When you reach the line containing "let mut registry = Registry::new(2, true);" in the entries below, start writing out each line exactly, and stop after the line containing "assert_eq!(registry.release(5), Err(ShmError::NotFound));".

Exercise materials Block Start

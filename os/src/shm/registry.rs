//! 共享对象表
//!
//! 槽位按下标稳定寻址，只增不减；下标即对外的共享对象号。
//! 另有 (所有者, 名字) 到下标的哈希索引，查找不必扫描整张表。
use super::{Region, ShmError};
use crate::task::EnvId;
use alloc::string::String;
use alloc::sync::Arc;
use alloc::vec::Vec;
use hashbrown::HashMap;

enum Slot {
    Free,
    /// 已分配但尚未填好，查找不到
    Reserved,
    Live(Arc<Region>),
}

pub struct Registry {
    slots: Vec<Slot>,
    names: HashMap<EnvId, HashMap<String, usize>>,
    growable: bool,
}

impl Registry {
    /// 建立 `capacity` 个空槽位的表；启动阶段分配失败则内核无法继续
    pub fn new(capacity: usize, growable: bool) -> Self {
        let mut slots = Vec::new();
        if slots.try_reserve_exact(capacity).is_err() {
            panic!("Kernel runs out of memory: can't create the array of shared objects");
        }
        slots.resize_with(capacity, || Slot::Free);
        Self {
            slots,
            names: HashMap::new(),
            growable,
        }
    }
    pub fn capacity(&self) -> usize {
        self.slots.len()
    }
    /// 存活的共享对象数
    pub fn len(&self) -> usize {
        self.slots
            .iter()
            .filter(|slot| matches!(slot, Slot::Live(_)))
            .count()
    }
    pub fn is_empty(&self) -> bool {
        self.len() == 0
    }
    /// 占用第一个空槽位；表满时按配置倍增，否则返回 [`ShmError::NoCapacity`]
    pub fn allocate_slot(&mut self) -> Result<usize, ShmError> {
        let index = match self.slots.iter().position(|slot| matches!(slot, Slot::Free)) {
            Some(index) => index,
            None => self.grow()?,
        };
        self.slots[index] = Slot::Reserved;
        Ok(index)
    }
    /// 容量翻倍，返回新增部分的第一个下标
    fn grow(&mut self) -> Result<usize, ShmError> {
        let old = self.slots.len();
        if !self.growable {
            warn!("shm: registry full ({} slots)", old);
            return Err(ShmError::NoCapacity);
        }
        let new = (old * 2).max(1);
        if self.slots.try_reserve_exact(new - old).is_err() {
            warn!("shm: registry can't grow beyond {} slots", old);
            return Err(ShmError::NoCapacity);
        }
        self.slots.resize_with(new, || Slot::Free);
        debug!("shm: registry grown to {} slots", new);
        Ok(old)
    }
    /// 把构造完整的共享对象放入预留的槽位，此后才能被查找到
    pub fn install(&mut self, index: usize, region: Arc<Region>) {
        debug_assert!(matches!(self.slots[index], Slot::Reserved));
        self.names
            .entry(region.owner())
            .or_default()
            .insert(String::from(region.name()), index);
        self.slots[index] = Slot::Live(region);
    }
    pub fn find(&self, owner: EnvId, name: &str) -> Option<usize> {
        self.names.get(&owner)?.get(name).copied()
    }
    pub fn get(&self, index: usize) -> Option<&Arc<Region>> {
        match self.slots.get(index)? {
            Slot::Live(region) => Some(region),
            _ => None,
        }
    }
    /// 清空槽位并交还其页帧；下标越界返回 [`ShmError::NotFound`]，
    /// 空槽位视为已释放
    pub fn release(&mut self, index: usize) -> Result<(), ShmError> {
        let slot = self.slots.get_mut(index).ok_or(ShmError::NotFound)?;
        if let Slot::Live(region) = core::mem::replace(slot, Slot::Free) {
            let mut inner = region.lock();
            inner.references = 0;
            inner.storage.clear();
            drop(inner);
            if let Some(names) = self.names.get_mut(&region.owner()) {
                names.remove(region.name());
                if names.is_empty() {
                    self.names.remove(&region.owner());
                }
            }
        }
        Ok(())
    }
}

#[cfg(test)]
mod tests {
    use super::*;
    use crate::shm::FrameStorage;

    fn empty_region(owner: EnvId, name: &str) -> Arc<Region> {
        Arc::new(Region::new(owner, name, true, FrameStorage::with_capacity(0)))
    }

    #[test]
    fn slots_are_handed_out_lowest_first() {
        let mut registry = Registry::new(3, false);
        assert_eq!(registry.allocate_slot(), Ok(0));
        assert_eq!(registry.allocate_slot(), Ok(1));
        registry.release(0).unwrap();
        assert_eq!(registry.allocate_slot(), Ok(0));
        assert_eq!(registry.allocate_slot(), Ok(2));
        assert_eq!(registry.allocate_slot(), Err(ShmError::NoCapacity));
        assert_eq!(registry.capacity(), 3);
    }

    #[test]
    fn full_table_doubles_when_growable() {
        let mut registry = Registry::new(2, true);
        registry.allocate_slot().unwrap();
        registry.allocate_slot().unwrap();
        assert_eq!(registry.allocate_slot(), Ok(2));
        assert_eq!(registry.capacity(), 4);

        let mut registry = Registry::new(0, true);
        assert_eq!(registry.allocate_slot(), Ok(0));
        assert_eq!(registry.capacity(), 1);
    }

    #[test]
    fn reserved_slot_is_not_visible() {
        let mut registry = Registry::new(2, false);
        let index = registry.allocate_slot().unwrap();
        assert!(registry.get(index).is_none());
        assert!(registry.is_empty());
        registry.install(index, empty_region(7, "buf"));
        assert_eq!(registry.find(7, "buf"), Some(index));
        assert_eq!(registry.len(), 1);
    }

    #[test]
    fn find_matches_owner_and_name() {
        let mut registry = Registry::new(4, false);
        for (owner, name) in [(7, "buf"), (9, "buf"), (7, "count")] {
            let index = registry.allocate_slot().unwrap();
            registry.install(index, empty_region(owner, name));
        }
        assert_eq!(registry.find(7, "buf"), Some(0));
        assert_eq!(registry.find(9, "buf"), Some(1));
        assert_eq!(registry.find(7, "count"), Some(2));
        assert_eq!(registry.find(9, "count"), None);
        assert_eq!(registry.find(8, "buf"), None);
    }

    #[test]
    fn release_checks_range_only() {
        let mut registry = Registry::new(2, false);
        let index = registry.allocate_slot().unwrap();
        let region = empty_region(7, "buf");
        registry.install(index, region.clone());
        assert_eq!(registry.release(5), Err(ShmError::NotFound));
        assert_eq!(registry.release(index), Ok(()));
        assert_eq!(region.lock().references, 0);
        assert_eq!(registry.find(7, "buf"), None);
        assert_eq!(registry.release(index), Ok(()));
        assert_eq!(registry.release(1), Ok(()));
    }
}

Exercise materials Block End

Task result:
        let mut registry = Registry::new(2, true);
        registry.allocate_slot().unwrap();
        registry.allocate_slot().unwrap();
        assert_eq!(registry.allocate_slot(), Ok(2));
        assert_eq!(registry.capacity(), 4);

        let mut registry = Registry::new(0, true);
        assert_eq!(registry.allocate_slot(), Ok(0));
        assert_eq!(registry.capacity(), 1);
    }

    #[test]
    fn reserved_slot_is_not_visible() {
        let mut registry = Registry::new(2, false);
        let index = registry.allocate_slot().unwrap();
        assert!(registry.get(index).is_none());
        assert!(registry.is_empty());
        registry.install(index, empty_region(7, "buf"));
        assert_eq!(registry.find(7, "buf"), Some(index));
        assert_eq!(registry.len(), 1);
    }

    #[test]
    fn find_matches_owner_and_name() {
        let mut registry = Registry::new(4, false);
        for (owner, name) in [(7, "buf"), (9, "buf"), (7, "count")] {
            let index = registry.allocate_slot().unwrap();
            registry.install(index, empty_region(owner, name));
        }
        assert_eq!(registry.find(7, "buf"), Some(0));
        assert_eq!(registry.find(9, "buf"), Some(1));
        assert_eq!(registry.find(7, "count"), Some(2));
        assert_eq!(registry.find(9, "count"), None);
        assert_eq!(registry.find(8, "buf"), None);
    }

    #[test]
    fn release_checks_range_only() {
        let mut registry = Registry::new(2, false);
        let index = registry.allocate_slot().unwrap();
        let region = empty_region(7, "buf");
        registry.install(index, region.clone());
        assert_eq!(registry.release(5), Err(ShmError::NotFound));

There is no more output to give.